UF professor Wesley Bolch will travel to Vienna, Austria, next month as an appointed member of the U.S. delegation to work with the United Nations Scientific Committee on the Effects of Atomic Radiation, or UNSCEAR.

A professor of biomedical engineering and the associate dean for academic affairs for the UF College of Engineering, the UF alumnus was appointed the position because of his decades-long research on the effects of radiation.

The UNSCEAR looks to put out reports that capture the sources of radiation, including environmental and medical sources, and to understand the biological effects of exposure, Bolch said.

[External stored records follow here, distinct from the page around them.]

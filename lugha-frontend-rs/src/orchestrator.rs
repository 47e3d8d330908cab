use std::cell::RefCell;
use std::collections::{BTreeMap, BTreeSet};
use std::rc::Rc;

use chrono::{DateTime, Utc};
use language_utils::{
    CategoryId, CategoryKey, CategoryKind, ContentPack, ItemId, Language, VocabularyItem,
};
use rand::SeedableRng;
use rand_chacha::ChaCha8Rng;
use serde::{Deserialize, Serialize};
use stash::{KeyValueStore, ListenerKey, Listeners};

use crate::audio::{AudioPlayer, Silent, play_clip};
use crate::config::{DrillConfig, DrillMode};
use crate::events::ProgressEvent;
use crate::keys::StoredKey;
use crate::migration::MigrationOutcome;
use crate::progress::{CheckpointPhase, ProgressStore, ResumableSession, SaveError};
use crate::session::{DrillSession, SessionError, SessionScope, SessionView};
use crate::tracker::{AnswerOutcome, SessionScore, SessionSummary};

#[derive(Debug, thiserror::Error)]
pub enum LessonError {
    #[error("Content unavailable: {0}")]
    ContentUnavailable(String),

    #[error("Category {0} cannot be stored: its keys collide with another progress record")]
    UnaddressableCategory(CategoryKey),

    #[error("Every item in {0} is already mastered")]
    CategoryComplete(CategoryKey),

    #[error("{0:?} sessions cannot be started from a category")]
    UnsupportedMode(DrillMode),

    #[error("No difficult words to review in {0}")]
    NoDifficultWords(Language),

    #[error("No interrupted session to resume in {0}")]
    NothingToResume(CategoryKey),

    #[error("No session is running")]
    NoActiveSession,

    #[error(transparent)]
    Session(#[from] SessionError),

    #[error(transparent)]
    Save(#[from] SaveError),
}

#[derive(Clone, Debug, Serialize, Deserialize, PartialEq, Eq, tsify::Tsify)]
#[tsify(into_wasm_abi, from_wasm_abi)]
#[serde(rename_all = "camelCase")]
pub struct CategoryProgress {
    pub category: CategoryId,
    pub name: String,
    pub kind: CategoryKind,
    pub total: usize,
    pub mastered: usize,
    pub completed: bool,
    pub resumable: bool,
}

/// Side effects a successful completion had beyond saving the mastered set.
#[derive(Clone, Debug, Default, PartialEq, Eq)]
pub struct CompletionEffects {
    pub category_completed: bool,
    pub difficult_words_resolved: usize,
}

#[derive(Debug)]
pub struct CompletionReport {
    pub scope: SessionScope,
    pub mode: DrillMode,
    pub summary: SessionSummary,
    pub outcome: Result<CompletionEffects, SaveError>,
}

/// A finished session's results, detached from the orchestrator so they can
/// be written without holding any borrow of it.
pub struct PendingCompletion<S> {
    progress: Rc<ProgressStore<S>>,
    scope: SessionScope,
    mode: DrillMode,
    summary: SessionSummary,
    category_items: Vec<ItemId>,
}

impl<S: KeyValueStore> PendingCompletion<S> {
    pub async fn persist(self) -> CompletionReport {
        let outcome = match &self.scope {
            SessionScope::Category(key) => self.persist_category(key).await,
            SessionScope::DifficultWords(language) => self
                .progress
                .resolve_difficult_words(*language, &self.summary.mastered)
                .await
                .map(|resolved| CompletionEffects {
                    category_completed: false,
                    difficult_words_resolved: resolved,
                }),
        };
        CompletionReport {
            scope: self.scope,
            mode: self.mode,
            summary: self.summary,
            outcome,
        }
    }

    async fn persist_category(&self, key: &CategoryKey) -> Result<CompletionEffects, SaveError> {
        let stored = self
            .progress
            .save_mastered_set(key, &self.summary.mastered)
            .await?;
        if let Err(e) = self.progress.clear_resumable_session(key) {
            log::warn!("{e}");
        }

        let everything_mastered = !self.category_items.is_empty()
            && self.category_items.iter().all(|id| stored.contains(id));
        let category_completed = everything_mastered && !self.progress.is_completed(key);
        if category_completed {
            self.progress.mark_completed(key)?;
            log::info!("Completed {key}");
        }
        Ok(CompletionEffects {
            category_completed,
            difficult_words_resolved: 0,
        })
    }
}

/// Owns the current [`DrillSession`] and everything it needs from outside:
/// content, durable progress, randomness, listeners and audio.
pub struct SessionOrchestrator<S> {
    progress: Rc<ProgressStore<S>>,
    packs: BTreeMap<Language, Rc<ContentPack>>,
    configs: BTreeMap<DrillMode, DrillConfig>,
    rng: ChaCha8Rng,
    session: Option<DrillSession>,
    listeners: Listeners<ProgressEvent>,
    audio: Box<dyn AudioPlayer>,
}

Bolch, who graduated from UF with his bachelor’s, master’s and Ph.D. degrees, began working on researching the effects of radiation on humans in the late 1990s.

Bolch began with assessing radiation doses in the bone, and it went from there.

“There’s only a few, a handful, in the world, that have the capability that we do in assessing what those doses are,” Bolch said.

The effects of levels of radiation on people are still only estimated today, Bolch said, but he and his group of students have developed works that have been used internationally to better assess a patient’s radiation risks.

“The idea is, we have a patient that comes through the door, and we want to estimate the level of medical exposure to radiation are,” Bolch said. 

Matthew Maynard, 31, worked with Bolch before graduating from UF with his Ph.D. in medical physics and is currently in post-doctoral research. 

They researched and created one of the most detailed anatomical models for pregnant women, showing how radiation affected the fetus during pregnancy.

Today, Maynard’s work on the effects of radiation on a pregnant women, along with the fetus, has gained international recognition.

“He’s (Bolch) got experience and connections in all different kinds of fields,” Maynard said.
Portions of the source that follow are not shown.